The Director of the Nebraska Service Center denied the petition, concluding the record did not 
establish that a waiver of the required job offer and thus of the labor certification, would be in the 
national interest. The matter is now before us on appeal. 8 C.F.R. § 103.3. 
The Petitioner bears the burden of proof to demonstrate eligibility by a preponderance of the evidence. 
Matter ofChawathe, 25 I&N Dec. 369, 375-76 (AAO 2010). We review the questions in this matter 
de novo. Matter of Christo 's, Inc., 26 I&N Dec. 537, 537 n.2 (AAO 2015). Upon de novo review, 
we will dismiss the appeal. 
I. LAW 
To establish eligibility for a national interest waiver, a petitioner must first demonstrate qualification 
for the underlying EB-2 immigrant classification as either an advanced degree professional or an 
individual of exceptional ability in the sciences, arts, or business. Section 203(b )(2)(B)(i) of the Act. 
The regulation at 8 C.F.R. § 204.5(k)(2) defines exceptional ability as "a degree of expertise 
significantly above that ordinarily encountered in the sciences, arts, or business." To demonstrate 
exceptional ability, a petitioner must submit at least three of the types of evidence listed at 8 C.F.R. 
§ 204.5(k)(3)(ii): 
(A) An official academic record showing that the alien has a degree, diploma, 
certificate, or similar award from a college, university, school, or other institution of 
learning relating to the area of exceptional ability; 
(B) Evidence in the form of letter(s) from current or former employer( s) showing that 
the alien has at least ten years of foll-time experience in the occupation for which he or 
she is being sought; 
(C) A license to practice the profession or certification for a particular profession or 
occupation; 
(D) Evidence that the alien has commanded a salary, or other remuneration for services, 
which demonstrates exceptional ability; 
(E) Evidence of membership in professional associations; or 
(F) Evidence of recognition for achievements and significant contributions to the 
industry or field by peers, governmental entities, or professional or business 
organizations. 
If the above standards do not readily apply, the regulations permit a petitioner to submit comparable 
evidence to establish the beneficiary's eligibility. 8 C.F.R. § 204.5(k)(3)(iii). 
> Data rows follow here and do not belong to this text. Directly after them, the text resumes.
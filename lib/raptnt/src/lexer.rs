use crate::toolkit::{LexError, TokenRecognizer, TokenRecognizerError};
use memchr::memchr2;
use oxiri::Iri;
use std::ops::Range;
use std::str;

#[derive(Debug, PartialEq, Eq)]
pub enum NtToken<'a> {
    IriRef(String),
    BlankNodeLabel(&'a str),
    String(String),
    LangTag(&'a str),
    Punctuation(&'static str),
}

/// Tokenizer for the N-Triples and N-Quads term productions.
///
/// Whitespace, comments and line jumps are handled by the surrounding
/// [`Lexer`](crate::toolkit::Lexer); this recognizer only ever sees data
/// starting at a term.
pub struct NtLexer {
    lenient: bool,
}

impl NtLexer {
    pub fn new(lenient: bool) -> Self {
        Self { lenient }
    }
}

impl TokenRecognizer for NtLexer {
    type Token<'a> = NtToken<'a>;

    fn recognize_next_token<'a>(
        &mut self,
        data: &'a [u8],
        is_ending: bool,
    ) -> Option<(usize, Result<NtToken<'a>, TokenRecognizerError>)> {
        match *data.first()? {
            b'<' => self.recognize_iri(data, is_ending),
            b'_' => match data.get(1) {
                Some(b':') => Self::recognize_blank_node_label(data, is_ending),
                Some(c) => Some((
                    1,
                    Err((1, LexError::UnexpectedCharacter(char::from(*c))).into()),
                )),
                None => {
                    is_ending.then(|| (1, Err((0, LexError::UnexpectedEndOfInput).into())))
                }
            },
            b'"' => Self::recognize_string(data, is_ending),
            b'@' => Self::recognize_lang_tag(data, is_ending),
            b'.' => Some((1, Ok(NtToken::Punctuation(".")))),
            b'^' => match data.get(1) {
                Some(b'^') => Some((2, Ok(NtToken::Punctuation("^^")))),
                Some(_) => Some((1, Err((0, LexError::UnexpectedCharacter('^')).into()))),
                None => is_ending.then(|| (1, Err((0, LexError::UnexpectedCharacter('^')).into()))),
            },
            c => Self::recognize_unexpected_char(data, c, is_ending),
        }
    }
}

impl NtLexer {
    fn recognize_iri(
        &self,
        data: &[u8],
        is_ending: bool,
    ) -> Option<(usize, Result<NtToken<'static>, TokenRecognizerError>)> {
        // IRIREF delimited by '<' and '>', escapes decoded, no raw line jumps
        let mut string = Vec::new();
        let mut i = 1;
        loop {
            let Some(end) = memchr2(b'>', b'\\', &data[i..]) else {
                if let Some(line_jump) = memchr2(b'\n', b'\r', &data[i..]) {
                    return Some((
                        i + line_jump,
                        Err((0..i + line_jump, LexError::UnterminatedIri).into()),
                    ));
                }
                return is_ending.then(|| {
                    (
                        data.len(),
                        Err((0..data.len(), LexError::UnterminatedIri).into()),
                    )
                });
            };
            if let Some(line_jump) = memchr2(b'\n', b'\r', &data[i..i + end]) {
                return Some((
                    i + line_jump,
                    Err((0..i + line_jump, LexError::UnterminatedIri).into()),
                ));
            }
            string.extend_from_slice(&data[i..i + end]);
            i += end;
            match data[i] {
                b'>' => return Some((i + 1, self.parse_iri(string, 0..i + 1))),
                b'\\' => {
                    let (additional, c) = Self::recognize_escape(&data[i..], i, is_ending)?;
                    i += additional + 1;
                    match c {
                        Ok(c) => {
                            let mut buf = [0; 4];
                            string.extend_from_slice(c.encode_utf8(&mut buf).as_bytes());
                        }
                        Err(e) => return Some((i, Err(e))),
                    }
                }
                _ => unreachable!(),
            }
        }
    }

    fn parse_iri(
        &self,
        iri: Vec<u8>,
        position: Range<usize>,
    ) -> Result<NtToken<'static>, TokenRecognizerError> {
        let iri = String::from_utf8(iri)
            .map_err(|_| TokenRecognizerError::from((position.clone(), LexError::InvalidUtf8)))?;
        Ok(NtToken::IriRef(if self.lenient {
            iri
        } else {
            Iri::parse(iri)
                .map_err(|e| {
                    TokenRecognizerError::from((position, LexError::InvalidIri(e.to_string())))
                })?
                .into_inner()
        }))
    }

    fn recognize_blank_node_label(
        data: &[u8],
        is_ending: bool,
    ) -> Option<(usize, Result<NtToken<'_>, TokenRecognizerError>)> {
        // '_:' followed by [A-Za-z0-9_:.-]+ not starting with '.'.
        // A trailing '.' is the statement terminator, not part of the label.
        let mut i = 2;
        loop {
            match data.get(i) {
                Some(b'A'..=b'Z' | b'a'..=b'z' | b'0'..=b'9' | b'_' | b':' | b'.' | b'-') => i += 1,
                None if !is_ending => return None,
                _ => break,
            }
        }
        while i > 2 && data[i - 1] == b'.' {
            i -= 1;
        }
        if i == 2 {
            return Some((
                2,
                Err((0..2, LexError::InvalidBlankNodeLabel(String::new())).into()),
            ));
        }
        if data[2] == b'.' {
            let label = str::from_utf8(&data[2..i]).unwrap_or_default().to_owned();
            return Some((i, Err((0..i, LexError::InvalidBlankNodeLabel(label)).into())));
        }
        match str::from_utf8(&data[2..i]) {
            Ok(label) => Some((i, Ok(NtToken::BlankNodeLabel(label)))),
            Err(_) => Some((i, Err((2..i, LexError::InvalidUtf8).into()))),
        }
    }

    fn recognize_string(
        data: &[u8],
        is_ending: bool,
    ) -> Option<(usize, Result<NtToken<'static>, TokenRecognizerError>)> {
        // STRING_LITERAL_QUOTE with the same escapes as IRIs, no raw line jumps
        let mut string = String::new();
        let mut i = 1;
        loop {
            let Some(end) = memchr2(b'"', b'\\', &data[i..]) else {
                if let Some(line_jump) = memchr2(b'\n', b'\r', &data[i..]) {
                    return Some((
                        i + line_jump,
                        Err((0..i + line_jump, LexError::UnterminatedLiteral).into()),
                    ));
                }
                return is_ending.then(|| {
                    (
                        data.len(),
                        Err((0..data.len(), LexError::UnterminatedLiteral).into()),
                    )
                });
            };
            if let Some(line_jump) = memchr2(b'\n', b'\r', &data[i..i + end]) {
                return Some((
                    i + line_jump,
                    Err((0..i + line_jump, LexError::UnterminatedLiteral).into()),
                ));
            }
            match str::from_utf8(&data[i..i + end]) {
                Ok(s) => string.push_str(s),
                Err(_) => return Some((i + end, Err((i..i + end, LexError::InvalidUtf8).into()))),
            }
            i += end;
            match data[i] {
                b'"' => return Some((i + 1, Ok(NtToken::String(string)))),
                b'\\' => {
                    let (additional, c) = Self::recognize_escape(&data[i..], i, is_ending)?;
                    i += additional + 1;
                    match c {
                        Ok(c) => string.push(c),
                        Err(e) => return Some((i, Err(e))),
                    }
                }
                _ => unreachable!(),
            }
        }
    }

    fn recognize_lang_tag(
        data: &[u8],
        is_ending: bool,
    ) -> Option<(usize, Result<NtToken<'_>, TokenRecognizerError>)> {
        // '@' [A-Za-z]+ ('-' [A-Za-z0-9]+)*
        let mut i = 1;
        while let Some(c) = data.get(i) {
            if c.is_ascii_alphabetic() {
                i += 1;
            } else {
                break;
            }
        }
        if data.get(i).is_none() && !is_ending {
            return None; // The tag may continue
        }
        if i == 1 {
            return Some((1, Err((0..1, LexError::InvalidLanguageTag).into())));
        }
        loop {
            match data.get(i) {
                Some(b'-') => {
                    let mut j = i + 1;
                    while let Some(c) = data.get(j) {
                        if c.is_ascii_alphanumeric() {
                            j += 1;
                        } else {
                            break;
                        }
                    }
                    if data.get(j).is_none() && !is_ending {
                        return None;
                    }
                    if j == i + 1 {
                        return Some((j, Err((0..j, LexError::InvalidLanguageTag).into())));
                    }
                    i = j;
                }
                _ => break,
            }
        }
        match str::from_utf8(&data[1..i]) {
            Ok(tag) => Some((i, Ok(NtToken::LangTag(tag)))),
            Err(_) => Some((i, Err((1..i, LexError::InvalidUtf8).into()))),
        }
    }

    fn recognize_escape(
        data: &[u8],
        position: usize,
        is_ending: bool,
    ) -> Option<(usize, Result<char, TokenRecognizerError>)> {
        // The fixed escape set: \t \n \r \" \\ plus \uXXXX and \UXXXXXXXX
        match data.get(1) {
            Some(b't') => Some((1, Ok('\t'))),
            Some(b'n') => Some((1, Ok('\n'))),
            Some(b'r') => Some((1, Ok('\r'))),
            Some(b'"') => Some((1, Ok('"'))),
            Some(b'\\') => Some((1, Ok('\\'))),
            Some(b'u') => match Self::recognize_hex_char(&data[2..], 4, 'u', position) {
                Ok(c) => Some((5, Ok(c?))),
                Err(e) => Some((5, Err(e))),
            },
            Some(b'U') => match Self::recognize_hex_char(&data[2..], 8, 'U', position) {
                Ok(c) => Some((9, Ok(c?))),
                Err(e) => Some((9, Err(e))),
            },
            Some(c) => Some((
                1,
                Err((
                    position..position + 2,
                    LexError::InvalidEscape(format!("\\{}", char::from(*c))),
                )
                    .into()),
            )),
            None => is_ending
                .then(|| (0, Err((position..position + 1, LexError::UnexpectedEndOfInput).into()))),
        }
    }

    fn recognize_hex_char(
        data: &[u8],
        len: usize,
        escape_char: char,
        position: usize,
    ) -> Result<Option<char>, TokenRecognizerError> {
        if data.len() < len {
            return Ok(None);
        }
        let mut codepoint = 0_u32;
        for (i, &c) in data[..len].iter().enumerate() {
            codepoint = codepoint * 16
                + u32::from(match c {
                    b'0'..=b'9' => c - b'0',
                    b'a'..=b'f' => c - b'a' + 10,
                    b'A'..=b'F' => c - b'A' + 10,
                    _ => {
                        let val = str::from_utf8(&data[..len]).unwrap_or_default();
                        return Err((
                            position + i + 2..position + i + 3,
                            LexError::InvalidEscape(format!("\\{escape_char}{val}")),
                        )
                            .into());
                    }
                });
        }
        let c = char::from_u32(codepoint).ok_or_else(|| {
            let val = str::from_utf8(&data[..len]).unwrap_or_default();
            TokenRecognizerError::from((
                position..position + len + 2,
                LexError::InvalidEscape(format!("\\{escape_char}{val}")),
            ))
        })?;
        Ok(Some(c))
    }

    fn recognize_unexpected_char(
        data: &[u8],
        first: u8,
        is_ending: bool,
    ) -> Option<(usize, Result<NtToken<'static>, TokenRecognizerError>)> {
        if first.is_ascii() {
            return Some((
                1,
                Err((0, LexError::UnexpectedCharacter(char::from(first))).into()),
            ));
        }
        let len = match first {
            0xC2..=0xDF => 2,
            0xE0..=0xEF => 3,
            0xF0..=0xF4 => 4,
            _ => return Some((1, Err((0, LexError::InvalidUtf8).into()))),
        };
        if data.len() < len {
            return is_ending.then(|| (data.len(), Err((0..data.len(), LexError::InvalidUtf8).into())));
        }
        match str::from_utf8(&data[..len]) {
            Ok(s) => {
                let c = s.chars().next()?;
                Some((len, Err((0..len, LexError::UnexpectedCharacter(c)).into())))
            }
            Err(_) => Some((1, Err((0, LexError::InvalidUtf8).into()))),
        }
    }
}

#[cfg(test)]
mod tests {
    use super::*;

    fn lex_one(data: &[u8]) -> (usize, Result<NtToken<'_>, TokenRecognizerError>) {
        NtLexer::new(false)
            .recognize_next_token(data, true)
            .expect("token expected")
    }

    #[test]
    fn iri_with_escapes() {
        let (consumed, token) = lex_one(b"<http://example.com/\\u0041> ");
        assert_eq!(consumed, "<http://example.com/\\u0041>".len());
        assert_eq!(token.unwrap(), NtToken::IriRef("http://example.com/A".into()));
    }

    #[test]
    fn iri_must_be_absolute() {
        let (_, token) = lex_one(b"<foo>");
        assert!(matches!(token.unwrap_err().error, LexError::InvalidIri(_)));
    }

    #[test]
    fn string_with_escapes() {
        let (_, token) = lex_one(b"\"a\\tb\\\"c\\U0001F600\"");
        assert_eq!(
            token.unwrap(),
            NtToken::String("a\tb\"c\u{1F600}".into())
        );
    }

    #[test]
    fn invalid_escape_in_string() {
        let (_, token) = lex_one(b"\"a\\qb\"");
        assert_eq!(
            token.unwrap_err().error,
            LexError::InvalidEscape("\\q".into())
        );
    }

    #[test]
    fn unterminated_string() {
        let (_, token) = lex_one(b"\"abc\ndef");
        assert_eq!(token.unwrap_err().error, LexError::UnterminatedLiteral);
    }

    #[test]
    fn blank_node_trailing_dot_is_not_part_of_the_label() {
        let (consumed, token) = lex_one(b"_:abc. ");
        assert_eq!(consumed, 5);
        assert_eq!(token.unwrap(), NtToken::BlankNodeLabel("abc"));
    }

    #[test]
    fn blank_node_label_must_not_start_with_a_dot() {
        let (_, token) = lex_one(b"_:.abc ");
        assert_eq!(
            token.unwrap_err().error,
            LexError::InvalidBlankNodeLabel(".abc".into())
        );
    }

    #[test]
    fn lang_tag_with_subtags() {
        let (consumed, token) = lex_one(b"@en-US-1 .");
        assert_eq!(consumed, 8);
        assert_eq!(token.unwrap(), NtToken::LangTag("en-US-1"));
    }

    #[test]
    fn lang_tag_must_start_with_a_letter() {
        let (_, token) = lex_one(b"@1 ");
        assert_eq!(token.unwrap_err().error, LexError::InvalidLanguageTag);
    }

    #[test]
    fn unexpected_character() {
        let (_, token) = lex_one(b"( ");
        assert_eq!(token.unwrap_err().error, LexError::UnexpectedCharacter('('));
    }
}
And because this classification requires that the individual's services be sought by a U.S. employer, a 
separate showing is required to establish that a waiver of the job offer requirement is in the national 
interest. Whilst neither the statute nor the pertinent regulations define the term "national interest," we 
set forth a three-prong analytical framework for adjudicating national interest waiver petitions in 
Matter ofDhanasar, 26 I&N Dec. 884 (AAO 2016). Dhanasar states that USCIS may as a matter of 
discretion grant a national interest waiver of the job offer, and thus of the labor certification, to a 
petitioner classified in the EB-2 category if they demonstrate that (1) the noncitizen's proposed 
endeavor has both substantial merit and national importance, (2) the noncitizen is well positioned to 
advance the proposed endeavor, and (3) that on balance it would be beneficial to the United States to 
waive the requirements of a job offer and thus of a labor certification. 
The first prong, substantial merit and national importance, focuses on the specific endeavor that the 
noncitizen proposes to undertake. The endeavor's merit may be demonstrated in a range of areas such 
as business, entrepreneurialism, science, technology, culture, health, or education. In determining 
whether the proposed endeavor has national importance, we consider its potential prospective impact. 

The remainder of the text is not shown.